Nueva York (AP).- Un arquitecto de Long Island que llevaba una vida secreta como asesino en serie se declaró culpable de asesinar a siete mujeres y admitió que mató a una octava en una serie de crímenes sin resolver durante mucho tiempo conocidos como los asesinatos de Gilgo Beach.
Rex Heuermann, de 62 años, presentó las declaraciones en una sala del tribunal abarrotada de reporteros, policía y familiares de las víctimas, algunos de los cuales lloraron mientras detallaba sus crímenes ante el tribunal. Será sentenciado a cadena perpetua sin posibilidad de libertad condicional en una fecha posterior.
Las declaraciones de culpabilidad de Heuermann —por tres cargos de asesinato en primer grado y cuatro de asesinato intencional— ponen fin a un caso que había atormentado a los investigadores, angustió a los familiares de las víctimas y mantuvo en vilo a un público obsesionado con las historias de crímenes durante años. Aunque no fue acusado por su muerte, también admitió que mató a Karen Vergata en 1996.
Heuermann estranguló a las mujeres, muchas de ellas trabajadoras sexuales, durante 17 años y enterró sus restos en lugares remotos, incluso a lo largo de una carretera costera aislada al otro lado de la bahía de donde vivía, informaron las autoridades.
El fiscal de distrito del condado Suffolk, Ray Tierney, programó una conferencia de prensa para más tarde el miércoles. Estará acompañado por familiares de las víctimas y detectives que trabajaron en el caso resolviéndolo con la ayuda de pistas que incluyeron ADN obtenido de un trozo de pizza desechado.
La investigación cobró verdadero impulso en 2010 después de que la policía encontró numerosos restos humanos mientras buscaba a una mujer desaparecida a lo largo de la costa sur de Long Island, lo que desató la búsqueda de un posible asesino en serie que atrajo interés mundial y dio origen a una película de Hollywood.
Se dejó el martes un mensaje solicitando comentarios para el abogado de Heuermann, Michael Brown.
Gran interés público
Ha habido un intenso interés en el caso y reporteros, investigadores y miembros del público abarrotaron la audiencia. Reporteros y camarógrafos rodearon a la exesposa de Heuermann, Asa Ellerup, y a su hija mientras entraban al edificio.

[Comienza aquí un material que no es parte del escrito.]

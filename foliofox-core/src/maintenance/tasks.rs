//! Individual database maintenance operations. Each is idempotent and
//! individually invocable; the orchestrator sequences them.

use chrono::{Duration, Utc};
use serde_json::json;
use sqlx::{Row, SqlitePool};
use tracing::{info, warn};

use foliofox_model::TaskStatus;

use crate::catalog::CatalogStore;
use crate::error::Result;
use crate::maintenance::TaskExecution;

/// Database-facing maintenance primitives over the catalog pool.
#[derive(Clone, Debug)]
pub struct DbMaintenance {
    store: CatalogStore,
}

impl DbMaintenance {
    pub fn new(store: CatalogStore) -> Self {
        Self { store }
    }

    fn pool(&self) -> &SqlitePool {
        self.store.pool()
    }

    /// `PRAGMA quick_check` plus `PRAGMA foreign_key_check`. Violations
    /// mark the run `partial`; destructive tasks must not follow.
    pub async fn integrity_check(&self) -> Result<TaskExecution> {
        let quick_rows = sqlx::query("PRAGMA quick_check")
            .fetch_all(self.pool())
            .await?;
        let mut problems: Vec<String> = Vec::new();
        for row in &quick_rows {
            let line: String = row.try_get(0)?;
            if line != "ok" {
                problems.push(line);
            }
        }

        let fk_rows = sqlx::query("PRAGMA foreign_key_check")
            .fetch_all(self.pool())
            .await?;
        let fk_violations = fk_rows.len();
        for row in &fk_rows {
            let table: String = row.try_get(0)?;
            problems.push(format!("foreign key violation in {table}"));
        }

        let status = if problems.is_empty() {
            TaskStatus::Completed
        } else {
            warn!(count = problems.len(), "integrity check found violations");
            TaskStatus::Partial
        };
        Ok(TaskExecution {
            status,
            rows_affected: None,
            space_freed_bytes: None,
            error: None,
            details: json!({
                "quick_check": if problems.is_empty() { "ok" } else { "violations" },
                "foreign_key_violations": fk_violations,
                "problems": problems,
            }),
        })
    }

    /// Retention cleanup across the operational tables.
    pub async fn cleanup(&self, retention_days: i64) -> Result<TaskExecution> {
        let retention = Duration::days(retention_days);
        let mut removed: u64 = 0;
        let mut breakdown = serde_json::Map::new();

        let logs = self.store.logs().prune(retention).await?;
        removed += logs;
        breakdown.insert("system_logs".to_string(), json!(logs));

        let cache = sqlx::query("DELETE FROM search_cache WHERE expires_at < ?")
            .bind(Utc::now())
            .execute(self.pool())
            .await?
            .rows_affected();
        removed += cache;
        breakdown.insert("search_cache".to_string(), json!(cache));

        let health = self
            .store
            .health()
            .prune(Duration::days(30))
            .await?;
        removed += health;
        breakdown.insert("indexer_health".to_string(), json!(health));

        let history = sqlx::query(
            "DELETE FROM download_history \
             WHERE completed_at < ? AND final_status = 'completed'",
        )
        .bind(Utc::now() - retention)
        .execute(self.pool())
        .await?
        .rows_affected();
        removed += history;
        breakdown.insert("download_history".to_string(), json!(history));

        let tasks = self.store.maintenance().prune(retention).await?;
        removed += tasks;
        breakdown.insert("maintenance_tasks".to_string(), json!(tasks));

        info!(removed, "cleanup removed expired rows");
        Ok(TaskExecution {
            status: TaskStatus::Completed,
            rows_affected: Some(removed),
            space_freed_bytes: None,
            error: None,
            details: serde_json::Value::Object(breakdown),
        })
    }

    /// Refresh query-planner statistics, whole DB or one table.
    pub async fn analyze(&self, table: Option<&str>) -> Result<TaskExecution> {
        let sql = match table {
            Some(table) => format!("ANALYZE {}", quote_identifier(table)),
            None => "ANALYZE".to_string(),
        };
        sqlx::query(&sql).execute(self.pool()).await?;
        Ok(TaskExecution {
            status: TaskStatus::Completed,
            rows_affected: None,
            space_freed_bytes: None,
            error: None,
            details: json!({ "table": table }),
        })
    }

    /// Rebuild indexes, whole DB or one table.
    pub async fn reindex(&self, table: Option<&str>) -> Result<TaskExecution> {
        let sql = match table {
            Some(table) => format!("REINDEX {}", quote_identifier(table)),
            None => "REINDEX".to_string(),
        };
        sqlx::query(&sql).execute(self.pool()).await?;
        Ok(TaskExecution {
            status: TaskStatus::Completed,
            rows_affected: None,
            space_freed_bytes: None,
            error: None,
            details: json!({ "table": table }),
        })
    }

    /// `freelist_pages / page_count · 100`, the vacuum/reindex gate.
    pub async fn fragmentation_percent(&self) -> Result<f64> {
        let page_count: i64 = sqlx::query("PRAGMA page_count")
            .fetch_one(self.pool())
            .await?
            .try_get(0)?;
        let freelist: i64 = sqlx::query("PRAGMA freelist_count")
            .fetch_one(self.pool())
            .await?
            .try_get(0)?;
        if page_count == 0 {
            return Ok(0.0);
        }
        Ok(freelist as f64 / page_count as f64 * 100.0)
    }

    /// Catalog file size on disk; zero for in-memory databases.
    pub fn database_size_bytes(&self) -> u64 {
        std::fs::metadata(self.store.path())
            .map(|m| m.len())
            .unwrap_or(0)
    }

    /// Compact the catalog file. The caller holds the exclusive session
    /// and has already confirmed integrity; the gates live in the
    /// orchestrator so a manual invocation can still force a vacuum.
    pub async fn vacuum(&self) -> Result<TaskExecution> {
        let before = self.database_size_bytes();
        let fragmentation_before = self.fragmentation_percent().await?;

        sqlx::query("VACUUM").execute(self.pool()).await?;

        let after = self.database_size_bytes();
        let freed = before.saturating_sub(after);
        info!(before, after, freed, "vacuum compacted catalog");
        Ok(TaskExecution {
            status: TaskStatus::Completed,
            rows_affected: None,
            space_freed_bytes: Some(freed),
            error: None,
            details: json!({
                "size_before_bytes": before,
                "size_after_bytes": after,
                "fragmentation_before_percent": fragmentation_before,
            }),
        })
    }
}

/// Identifier quoting for the table-scoped variants. Table names come
/// from the fixed schema vocabulary, never user input.
fn quote_identifier(name: &str) -> String {
    format!("\"{}\"", name.replace('"', "\"\""))
}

“Es un día difícil”, declaró Robert Macedonio, abogado de Ellerup. “Nadie puede imaginar en su vida estar aquí en un tribunal, en una fila rodeada de medios, con su exesposo acusado de siete, potencialmente ocho homicidios. Es inimaginable. No hay manera de prepararse para ello”.
En la sala del tribunal, aproximadamente la mitad de los asientos estaban bloqueados para familiares de las víctimas y agentes del orden.
Heuermann, vestido con un blazer negro y una camisa blanca abotonada, dio respuestas breves a Tierney, el fiscal, cuando se le preguntó si entendía y aceptaba los cargos de los que se declaraba culpable. Nunca miró hacia atrás a la abarrotada galería de la sala, manteniendo la mirada fija al frente.
Un hallazgo impactante
La investigación de Gilgo Beach cobró verdadero impulso en 2010 después de que la policía encontró numerosos restos humanos a lo largo de una carretera costera aislada en la costa sur de Long Island, lo que desató la búsqueda de un posible asesino en serie que atrajo interés mundial y dio origen a una película de Hollywood.
Los investigadores utilizaron análisis de ADN y otras pruebas para identificar a las víctimas. En algunos casos, pudieron vincularlas con restos encontrados en otros lugares de Long Island años antes.
Los restos de seis víctimas —Melissa Barthelemy, Maureen Brainard-Barnes, Amber Lynn Costello, Valerie Mack, Jessica Taylor y Megan Waterman— fueron hallados entre la maleza a lo largo de Ocean Parkway cerca de Gilgo Beach. Los restos de otra víctima, Sandra Costilla, fueron encontrados a más de 100 kilómetros (60 millas) de distancia en los Hamptons.
La policía también identificó los restos de Vergata, que fueron encontrados en Fire Island, a más de 32 kilómetros (20 millas) al oeste, en 1996, y cerca de Gilgo Beach en 2011.
Pero pese a la atención, incluida una serie documental y la película “Lost Girls” sacada por Netflix en el 2020, la investigación se prolongó durante más de una década, marcada por pistas elusivas y esperanzas frustradas.